- _Task_:
Write out the following listing's lines from the one with "stacked if narrow" to the one with "the control panel", exactly, with both included and no others.
[Data for this task]
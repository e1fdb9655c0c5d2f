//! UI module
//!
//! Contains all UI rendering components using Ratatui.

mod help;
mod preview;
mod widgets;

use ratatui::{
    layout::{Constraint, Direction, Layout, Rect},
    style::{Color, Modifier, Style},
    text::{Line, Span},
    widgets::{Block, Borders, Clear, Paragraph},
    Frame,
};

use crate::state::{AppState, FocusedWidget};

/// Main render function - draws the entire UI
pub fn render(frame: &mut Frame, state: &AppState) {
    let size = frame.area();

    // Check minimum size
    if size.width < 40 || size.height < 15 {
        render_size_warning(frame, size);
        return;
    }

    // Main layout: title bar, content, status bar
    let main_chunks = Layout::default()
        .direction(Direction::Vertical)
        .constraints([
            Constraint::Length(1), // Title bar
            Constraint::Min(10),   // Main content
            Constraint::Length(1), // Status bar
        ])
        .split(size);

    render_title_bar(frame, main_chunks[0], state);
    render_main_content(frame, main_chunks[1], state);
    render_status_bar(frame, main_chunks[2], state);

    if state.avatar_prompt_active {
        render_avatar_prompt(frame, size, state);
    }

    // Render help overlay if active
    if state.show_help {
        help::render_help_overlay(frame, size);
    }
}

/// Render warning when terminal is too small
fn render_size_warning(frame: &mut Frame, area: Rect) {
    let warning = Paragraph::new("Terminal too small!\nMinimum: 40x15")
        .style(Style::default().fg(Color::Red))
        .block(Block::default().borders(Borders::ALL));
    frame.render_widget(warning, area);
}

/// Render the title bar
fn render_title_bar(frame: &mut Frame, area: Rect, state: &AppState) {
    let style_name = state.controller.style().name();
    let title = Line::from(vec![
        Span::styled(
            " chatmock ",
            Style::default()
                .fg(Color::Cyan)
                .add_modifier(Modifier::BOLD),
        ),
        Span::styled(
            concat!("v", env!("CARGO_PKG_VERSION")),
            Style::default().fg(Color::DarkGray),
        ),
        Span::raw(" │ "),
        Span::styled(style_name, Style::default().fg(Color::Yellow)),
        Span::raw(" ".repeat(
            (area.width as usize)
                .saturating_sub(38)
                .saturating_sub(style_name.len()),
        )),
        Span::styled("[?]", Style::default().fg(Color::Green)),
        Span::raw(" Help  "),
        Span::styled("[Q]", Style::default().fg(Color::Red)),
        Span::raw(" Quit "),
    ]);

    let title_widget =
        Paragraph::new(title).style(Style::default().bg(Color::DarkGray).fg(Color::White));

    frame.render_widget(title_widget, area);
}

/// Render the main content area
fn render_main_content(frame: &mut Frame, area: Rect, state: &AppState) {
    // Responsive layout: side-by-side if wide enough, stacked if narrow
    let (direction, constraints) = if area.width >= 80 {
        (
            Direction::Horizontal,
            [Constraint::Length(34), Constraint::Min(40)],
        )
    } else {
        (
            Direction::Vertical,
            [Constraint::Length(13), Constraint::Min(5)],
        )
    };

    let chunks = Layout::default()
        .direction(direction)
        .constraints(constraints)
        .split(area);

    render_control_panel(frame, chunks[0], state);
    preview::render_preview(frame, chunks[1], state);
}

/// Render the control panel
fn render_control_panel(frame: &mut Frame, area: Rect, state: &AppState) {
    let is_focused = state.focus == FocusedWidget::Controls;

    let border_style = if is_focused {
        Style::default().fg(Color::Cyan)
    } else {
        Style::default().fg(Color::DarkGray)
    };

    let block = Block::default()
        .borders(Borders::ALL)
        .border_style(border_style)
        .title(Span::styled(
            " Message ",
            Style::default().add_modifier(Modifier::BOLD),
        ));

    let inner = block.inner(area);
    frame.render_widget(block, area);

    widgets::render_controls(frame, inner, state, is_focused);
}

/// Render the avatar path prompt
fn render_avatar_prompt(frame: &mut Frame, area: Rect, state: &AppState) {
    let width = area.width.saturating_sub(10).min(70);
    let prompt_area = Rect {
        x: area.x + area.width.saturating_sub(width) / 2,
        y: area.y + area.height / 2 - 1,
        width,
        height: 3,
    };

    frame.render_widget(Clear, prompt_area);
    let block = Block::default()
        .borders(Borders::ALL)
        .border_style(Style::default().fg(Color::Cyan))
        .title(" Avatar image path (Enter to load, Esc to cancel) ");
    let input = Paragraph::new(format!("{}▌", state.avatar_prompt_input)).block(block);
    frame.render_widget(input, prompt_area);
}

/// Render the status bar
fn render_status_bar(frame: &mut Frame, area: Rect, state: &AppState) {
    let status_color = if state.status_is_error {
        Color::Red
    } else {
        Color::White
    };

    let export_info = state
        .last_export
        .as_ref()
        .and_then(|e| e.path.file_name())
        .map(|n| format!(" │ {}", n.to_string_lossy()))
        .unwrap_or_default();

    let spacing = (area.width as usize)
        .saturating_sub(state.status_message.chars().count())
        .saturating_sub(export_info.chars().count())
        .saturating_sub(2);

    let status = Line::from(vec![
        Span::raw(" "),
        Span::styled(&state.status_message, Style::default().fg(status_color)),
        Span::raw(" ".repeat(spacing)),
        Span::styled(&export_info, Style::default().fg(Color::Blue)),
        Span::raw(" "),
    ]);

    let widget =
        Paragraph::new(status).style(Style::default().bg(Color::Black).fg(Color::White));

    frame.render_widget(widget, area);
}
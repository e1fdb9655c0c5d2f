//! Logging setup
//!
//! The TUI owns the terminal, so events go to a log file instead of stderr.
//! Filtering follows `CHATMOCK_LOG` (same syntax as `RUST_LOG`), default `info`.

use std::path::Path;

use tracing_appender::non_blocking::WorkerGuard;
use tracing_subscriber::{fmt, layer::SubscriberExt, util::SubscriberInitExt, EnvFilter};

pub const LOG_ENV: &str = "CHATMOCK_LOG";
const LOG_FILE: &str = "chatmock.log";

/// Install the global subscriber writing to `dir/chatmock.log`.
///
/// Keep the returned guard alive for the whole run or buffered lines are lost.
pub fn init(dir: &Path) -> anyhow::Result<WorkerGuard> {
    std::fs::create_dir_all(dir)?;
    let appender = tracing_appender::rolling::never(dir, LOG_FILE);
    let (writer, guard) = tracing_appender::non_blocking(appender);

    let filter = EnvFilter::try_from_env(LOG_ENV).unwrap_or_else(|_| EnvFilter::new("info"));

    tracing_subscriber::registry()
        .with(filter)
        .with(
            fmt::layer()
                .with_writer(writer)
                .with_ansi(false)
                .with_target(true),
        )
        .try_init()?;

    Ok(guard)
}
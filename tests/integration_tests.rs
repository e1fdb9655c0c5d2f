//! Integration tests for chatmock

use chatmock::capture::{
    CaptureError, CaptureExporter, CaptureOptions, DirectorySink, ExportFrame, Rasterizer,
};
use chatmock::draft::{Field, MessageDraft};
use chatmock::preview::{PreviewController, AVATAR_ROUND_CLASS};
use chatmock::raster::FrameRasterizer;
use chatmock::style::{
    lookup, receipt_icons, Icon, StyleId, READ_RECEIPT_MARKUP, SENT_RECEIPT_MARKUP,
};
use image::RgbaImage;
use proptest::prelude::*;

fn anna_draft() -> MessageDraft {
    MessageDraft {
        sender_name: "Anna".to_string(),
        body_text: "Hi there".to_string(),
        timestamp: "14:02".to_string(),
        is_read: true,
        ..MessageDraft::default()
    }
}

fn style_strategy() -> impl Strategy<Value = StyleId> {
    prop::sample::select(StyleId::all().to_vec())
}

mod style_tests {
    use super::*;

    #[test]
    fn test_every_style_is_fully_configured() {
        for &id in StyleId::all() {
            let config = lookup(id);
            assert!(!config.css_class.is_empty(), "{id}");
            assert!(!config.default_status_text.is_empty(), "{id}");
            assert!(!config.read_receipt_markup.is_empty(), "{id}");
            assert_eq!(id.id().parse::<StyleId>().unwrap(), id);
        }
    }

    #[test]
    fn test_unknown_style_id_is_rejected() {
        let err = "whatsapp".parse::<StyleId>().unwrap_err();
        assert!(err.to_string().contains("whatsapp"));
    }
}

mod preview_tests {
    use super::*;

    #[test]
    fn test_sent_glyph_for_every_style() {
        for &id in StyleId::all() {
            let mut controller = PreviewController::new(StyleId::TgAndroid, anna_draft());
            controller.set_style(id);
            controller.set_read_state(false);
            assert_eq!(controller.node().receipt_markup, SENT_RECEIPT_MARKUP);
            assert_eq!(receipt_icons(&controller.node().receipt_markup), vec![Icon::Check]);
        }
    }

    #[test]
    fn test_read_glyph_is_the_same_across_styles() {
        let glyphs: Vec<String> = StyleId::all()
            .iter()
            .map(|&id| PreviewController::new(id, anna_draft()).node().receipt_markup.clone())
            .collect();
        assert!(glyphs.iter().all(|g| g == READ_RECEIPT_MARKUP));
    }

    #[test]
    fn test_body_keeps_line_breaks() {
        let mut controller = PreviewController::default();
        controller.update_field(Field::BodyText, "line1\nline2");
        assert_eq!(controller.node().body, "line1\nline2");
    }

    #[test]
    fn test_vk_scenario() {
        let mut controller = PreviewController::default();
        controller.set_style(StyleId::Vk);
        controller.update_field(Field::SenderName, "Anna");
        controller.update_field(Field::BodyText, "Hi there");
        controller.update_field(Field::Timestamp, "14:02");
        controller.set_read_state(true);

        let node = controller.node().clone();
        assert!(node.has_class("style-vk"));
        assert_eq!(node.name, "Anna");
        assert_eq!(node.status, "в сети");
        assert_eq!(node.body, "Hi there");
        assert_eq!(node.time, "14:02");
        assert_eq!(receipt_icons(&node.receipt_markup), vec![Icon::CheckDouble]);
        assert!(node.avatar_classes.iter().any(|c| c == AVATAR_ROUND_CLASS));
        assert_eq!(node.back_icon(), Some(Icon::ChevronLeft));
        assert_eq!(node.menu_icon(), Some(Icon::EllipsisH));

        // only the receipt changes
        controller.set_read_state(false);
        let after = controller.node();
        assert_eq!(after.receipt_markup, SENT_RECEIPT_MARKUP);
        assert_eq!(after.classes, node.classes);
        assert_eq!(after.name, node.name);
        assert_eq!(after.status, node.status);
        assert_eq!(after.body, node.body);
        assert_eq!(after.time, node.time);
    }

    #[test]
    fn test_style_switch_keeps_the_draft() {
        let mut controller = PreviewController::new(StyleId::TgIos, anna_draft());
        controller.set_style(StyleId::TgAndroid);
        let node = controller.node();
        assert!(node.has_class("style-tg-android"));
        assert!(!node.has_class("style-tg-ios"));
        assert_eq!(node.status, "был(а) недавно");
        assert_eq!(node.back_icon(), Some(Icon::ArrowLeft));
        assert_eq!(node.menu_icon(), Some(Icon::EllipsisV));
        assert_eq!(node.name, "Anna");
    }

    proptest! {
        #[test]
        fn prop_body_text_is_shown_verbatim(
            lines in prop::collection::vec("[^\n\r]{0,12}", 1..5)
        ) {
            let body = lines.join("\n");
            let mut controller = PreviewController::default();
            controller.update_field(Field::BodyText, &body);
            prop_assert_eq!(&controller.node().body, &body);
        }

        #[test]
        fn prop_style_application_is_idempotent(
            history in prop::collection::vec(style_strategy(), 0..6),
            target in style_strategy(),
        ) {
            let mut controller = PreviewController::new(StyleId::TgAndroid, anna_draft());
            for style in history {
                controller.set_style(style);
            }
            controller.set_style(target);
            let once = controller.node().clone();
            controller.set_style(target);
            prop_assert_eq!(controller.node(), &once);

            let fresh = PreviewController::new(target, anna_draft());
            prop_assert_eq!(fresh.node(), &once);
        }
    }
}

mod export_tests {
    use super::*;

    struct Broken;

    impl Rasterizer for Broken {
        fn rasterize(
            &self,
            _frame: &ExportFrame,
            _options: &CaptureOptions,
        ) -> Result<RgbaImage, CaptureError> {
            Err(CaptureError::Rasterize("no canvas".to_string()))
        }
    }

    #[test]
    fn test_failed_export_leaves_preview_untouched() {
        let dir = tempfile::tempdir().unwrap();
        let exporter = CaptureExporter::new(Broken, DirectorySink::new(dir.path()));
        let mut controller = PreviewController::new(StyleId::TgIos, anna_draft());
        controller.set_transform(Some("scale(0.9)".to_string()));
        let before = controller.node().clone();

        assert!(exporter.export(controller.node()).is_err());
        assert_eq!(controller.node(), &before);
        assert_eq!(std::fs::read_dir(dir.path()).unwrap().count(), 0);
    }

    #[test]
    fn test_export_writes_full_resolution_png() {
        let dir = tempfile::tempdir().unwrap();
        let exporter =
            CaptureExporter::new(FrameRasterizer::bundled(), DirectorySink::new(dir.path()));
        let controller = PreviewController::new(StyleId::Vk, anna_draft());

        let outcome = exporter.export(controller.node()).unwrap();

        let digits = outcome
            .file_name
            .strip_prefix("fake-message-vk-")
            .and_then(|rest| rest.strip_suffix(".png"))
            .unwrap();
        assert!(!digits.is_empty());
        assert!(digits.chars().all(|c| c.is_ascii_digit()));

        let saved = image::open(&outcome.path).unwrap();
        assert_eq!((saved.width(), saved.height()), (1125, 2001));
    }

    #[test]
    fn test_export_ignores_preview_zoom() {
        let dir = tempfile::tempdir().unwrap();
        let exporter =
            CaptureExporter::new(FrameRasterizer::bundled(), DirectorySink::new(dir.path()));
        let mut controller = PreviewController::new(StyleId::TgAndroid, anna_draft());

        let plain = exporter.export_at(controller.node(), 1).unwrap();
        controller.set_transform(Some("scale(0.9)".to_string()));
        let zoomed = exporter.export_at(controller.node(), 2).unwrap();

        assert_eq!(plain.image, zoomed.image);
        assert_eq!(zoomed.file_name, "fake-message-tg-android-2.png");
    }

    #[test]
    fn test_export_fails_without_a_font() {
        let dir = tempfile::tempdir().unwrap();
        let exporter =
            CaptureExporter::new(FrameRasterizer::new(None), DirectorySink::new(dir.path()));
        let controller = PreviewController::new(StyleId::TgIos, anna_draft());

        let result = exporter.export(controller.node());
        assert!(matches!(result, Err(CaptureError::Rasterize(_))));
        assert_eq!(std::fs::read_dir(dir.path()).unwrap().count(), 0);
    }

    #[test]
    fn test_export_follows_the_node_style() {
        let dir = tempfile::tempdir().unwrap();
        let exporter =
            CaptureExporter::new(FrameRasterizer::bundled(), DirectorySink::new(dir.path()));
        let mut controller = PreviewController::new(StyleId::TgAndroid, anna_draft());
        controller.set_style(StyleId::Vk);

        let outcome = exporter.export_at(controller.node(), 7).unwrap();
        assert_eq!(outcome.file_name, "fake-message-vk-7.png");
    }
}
[/Data for this task]
- _Answer area_:
    // Responsive layout: side-by-side if wide enough, stacked if narrow
    let (direction, constraints) = if area.width >= 80 {
        (
            Direction::Horizontal,
            [Constraint::Length(34), Constraint::Min(40)],
        )
    } else {
        (
            Direction::Vertical,
            [Constraint::Length(13), Constraint::Min(5)],
        )
    };

    let chunks = Layout::default()
        .direction(direction)
        .constraints(constraints)
        .split(area);

    render_control_panel(frame, chunks[0], state);
    preview::render_preview(frame, chunks[1], state);
}

/// Render the control panel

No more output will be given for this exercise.